Response to Peary’s Review:
Peary notes that this enormously popular “muscleman epic”, starring former Mr. Universe Steve Reeves, “doesn’t compare to Ray Harryhausen’s epics”, but is “much better than its imitators”. He argues that while it’s “hurt by dubbing, lack of wit, and extreme earnestness”, it’s “still fun”. Maybe so, but for my money, I’d much rather rewatch a Harryhausen flick any day — namely Jason and the Argonauts (1963), which even Peary concedes covered “the same ground… much more spectacularly”. The dialogue in Hercules is laughably corny (“My heart has reached the crossroads of destiny.”), and the dubbing is highly distracting — yet it remains one-time must-see viewing given its historical importance as the film which “spawned [a] wave of Italian-made, myth-based, sword-and-sandal films”.

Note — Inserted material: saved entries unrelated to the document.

//! # Validation Module
//!
//! Submit-time checks for pricing forms, and the VAT regime lock.
//!
//! ## Validation Strategy
//! ```text
//! ┌─────────────────────────────────────────────────────────────────────────┐
//! │                      When Input Gets Checked                            │
//! │                                                                         │
//! │  While typing (engine)                                                  │
//! │  ├── Nothing is rejected                                                │
//! │  └── Unreadable text simply skips the recomputation                     │
//! │           │                                                             │
//! │           ▼                                                             │
//! │  On submit (THIS MODULE)                                                │
//! │  ├── Purchase price: required, numeric, > 0                             │
//! │  └── Retail / pro price: required, numeric, >= 0                        │
//! │           │                                                             │
//! │           ▼                                                             │
//! │  ProductPrices handed to the catalog                                    │
//! └─────────────────────────────────────────────────────────────────────────┘
//! ```
//!
//! ## Usage
//! ```rust
//! use pricebook_core::engine::PricingForm;
//! use pricebook_core::types::VatRegime;
//! use pricebook_core::validation::validate_form;
//!
//! let form = PricingForm::from_stored(VatRegime::Margin, "900", "1200", "1100");
//! let prices = validate_form(&form).unwrap();
//! assert_eq!(prices.retail_price, 1200.0);
//! ```

use crate::amount::{parse_decimal, PurchasePrice};
use crate::engine::PricingForm;
use crate::error::{CoreError, CoreResult, ValidationError};
use crate::types::{PriceTier, ProductPrices, RegimeOwner, VatRegime};

/// Result type for validation operations.
pub type ValidationResult<T> = Result<T, ValidationError>;

// =============================================================================
// Numeric Validators
// =============================================================================

/// Validates the purchase price input.
///
/// ## Rules
/// - Must not be empty
/// - Must read as a number
/// - Must be strictly positive (it divides every margin)
///
/// ## Example
/// ```rust
/// use pricebook_core::validation::validate_purchase_price;
///
/// assert_eq!(validate_purchase_price("900").unwrap().value(), 900.0);
/// assert!(validate_purchase_price("").is_err());
/// assert!(validate_purchase_price("0").is_err());
/// ```
pub fn validate_purchase_price(input: &str) -> ValidationResult<PurchasePrice> {
    let value = required_number("purchase price", input)?;

    PurchasePrice::new(value).ok_or_else(|| ValidationError::MustBePositive {
        field: "purchase price".to_string(),
    })
}

/// Validates a price that is about to be stored.
///
/// ## Rules
/// - Must not be empty
/// - Must read as a number
/// - Must be non-negative (zero is a giveaway, not an error)
pub fn validate_stored_price(field: &str, input: &str) -> ValidationResult<f64> {
    let value = required_number(field, input)?;

    if value < 0.0 {
        return Err(ValidationError::Negative {
            field: field.to_string(),
        });
    }

    Ok(value)
}

fn required_number(field: &str, input: &str) -> ValidationResult<f64> {
    let trimmed = input.trim();

    if trimmed.is_empty() {
        return Err(ValidationError::Required {
            field: field.to_string(),
        });
    }

    parse_decimal(trimmed).ok_or_else(|| ValidationError::NotANumber {
        field: field.to_string(),
        value: trimmed.to_string(),
    })
}

// =============================================================================
// Form Validators
// =============================================================================

/// Validates a whole pricing form and extracts what gets persisted.
///
/// The stored price of a tier is its price input: HT under normal VAT, the
/// sell price under the margin scheme.
pub fn validate_form(form: &PricingForm) -> ValidationResult<ProductPrices> {
    let purchase = validate_purchase_price(form.purchase_price())?;
    let retail_price = validate_stored_price("retail price", form.tier(PriceTier::Retail).price())?;
    let pro_price = validate_stored_price("pro price", form.tier(PriceTier::Pro).price())?;

    Ok(ProductPrices {
        regime: form.regime(),
        purchase_price: purchase.value(),
        retail_price,
        pro_price,
    })
}

// =============================================================================
// Regime Lock
// =============================================================================

/// Checks whether the VAT regime may move from `current` to `requested`.
///
/// ## Rules
/// ```text
/// ┌─────────────────────────────────────────────────────────────────────────┐
/// │  first selection (current = None)        ──► always allowed            │
/// │  same regime again                       ──► always allowed            │
/// │  parent product with serial items > 0    ──► RegimeLocked               │
/// │  serial item already created             ──► RegimeLocked               │
/// │  anything else                           ──► allowed                    │
/// └─────────────────────────────────────────────────────────────────────────┘
/// ```
///
/// ## Example
/// ```rust
/// use pricebook_core::types::{RegimeOwner, VatRegime};
/// use pricebook_core::validation::ensure_regime_editable;
///
/// let owner = RegimeOwner::Parent { serial_items: 2 };
/// assert!(ensure_regime_editable(&owner, Some(VatRegime::Normal), VatRegime::Normal).is_ok());
/// assert!(ensure_regime_editable(&owner, Some(VatRegime::Normal), VatRegime::Margin).is_err());
/// ```
pub fn ensure_regime_editable(
    owner: &RegimeOwner,
    current: Option<VatRegime>,
    requested: VatRegime,
) -> CoreResult<()> {
    match current {
        Some(current) if current != requested && owner.regime_locked() => {
            Err(CoreError::RegimeLocked { current, requested })
        }
        _ => Ok(()),
    }
}

// =============================================================================
// Unit Tests
// =============================================================================

#[cfg(test)]
mod tests {
    use super::*;
    use crate::types::PriceField;

    #[test]
    fn test_validate_purchase_price() {
        assert_eq!(validate_purchase_price(" 899.90 ").unwrap().value(), 899.9);

        assert!(matches!(
            validate_purchase_price(""),
            Err(ValidationError::Required { .. })
        ));
        assert!(matches!(
            validate_purchase_price("abc"),
            Err(ValidationError::NotANumber { .. })
        ));
        assert!(matches!(
            validate_purchase_price("0"),
            Err(ValidationError::MustBePositive { .. })
        ));
        assert!(matches!(
            validate_purchase_price("-12"),
            Err(ValidationError::MustBePositive { .. })
        ));
    }

    #[test]
    fn test_validate_stored_price() {
        assert_eq!(validate_stored_price("retail price", "1200").unwrap(), 1200.0);
        assert_eq!(validate_stored_price("retail price", "0").unwrap(), 0.0);

        let err = validate_stored_price("pro price", "   ").unwrap_err();
        assert_eq!(err.to_string(), "pro price is required");

        let err = validate_stored_price("pro price", "-1").unwrap_err();
        assert!(matches!(err, ValidationError::Negative { .. }));
        assert_eq!(err.to_string(), "pro price must not be negative");
    }

    #[test]
    fn test_validate_form_extracts_prices() {
        let form = PricingForm::from_stored(VatRegime::Normal, "900", "1200", "1100");
        let prices = validate_form(&form).unwrap();

        assert_eq!(prices.regime, VatRegime::Normal);
        assert_eq!(prices.purchase_price, 900.0);
        assert_eq!(prices.retail_price, 1200.0);
        assert_eq!(prices.pro_price, 1100.0);
    }

    #[test]
    fn test_validate_form_uses_price_input_not_ttc() {
        let mut form = PricingForm::new(VatRegime::Normal);
        form.set_purchase_price("900");
        form.edit(PriceTier::Retail, PriceField::Ttc, "1440").unwrap();
        form.edit(PriceTier::Pro, PriceField::Price, "1000").unwrap();

        let prices = validate_form(&form).unwrap();
        assert_eq!(prices.retail_price, 1200.0);
    }

    #[test]
    fn test_validate_form_reports_missing_price() {
        let mut form = PricingForm::new(VatRegime::Margin);
        form.set_purchase_price("900");
        form.edit(PriceTier::Retail, PriceField::Price, "1200").unwrap();

        let err = validate_form(&form).unwrap_err();
        assert_eq!(err.to_string(), "pro price is required");
    }

    #[test]
    fn test_regime_lock_rules() {
        let free = RegimeOwner::Parent { serial_items: 0 };
        let parent = RegimeOwner::Parent { serial_items: 1 };
        let created = RegimeOwner::SerialItem { created: true };
        let draft = RegimeOwner::SerialItem { created: false };

        assert!(ensure_regime_editable(&free, Some(VatRegime::Normal), VatRegime::Margin).is_ok());
        assert!(ensure_regime_editable(&draft, Some(VatRegime::Margin), VatRegime::Normal).is_ok());
        assert!(ensure_regime_editable(&parent, None, VatRegime::Margin).is_ok());
        assert!(
            ensure_regime_editable(&created, Some(VatRegime::Margin), VatRegime::Margin).is_ok()
        );

        let err = ensure_regime_editable(&created, Some(VatRegime::Margin), VatRegime::Normal)
            .unwrap_err();
        assert_eq!(
            err.to_string(),
            "VAT regime is locked to margin, cannot switch to normal"
        );
        assert!(
            ensure_regime_editable(&parent, Some(VatRegime::Normal), VatRegime::Margin).is_err()
        );
    }
}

Note: Reading the film’s amusingly bombastic tagline (available on IMDb) gives one a sense of the excitement kids at the time must have felt about this flick:

SEE the heroic Hercules rip down the Age of Orgy’s lavish palace of lustful pleasure! SEE the Mightiest of Men fight the Mightiest of Beasts, the killer Cretan Bull! SEE Hercules fight off the savage love-starved Amazon women! SEE the seductive Amazons lure men to voluptuous revels and violent deaths! SEE the powerful Hercules crush the savage ape-men who guard the shrine of the Golden Fleece!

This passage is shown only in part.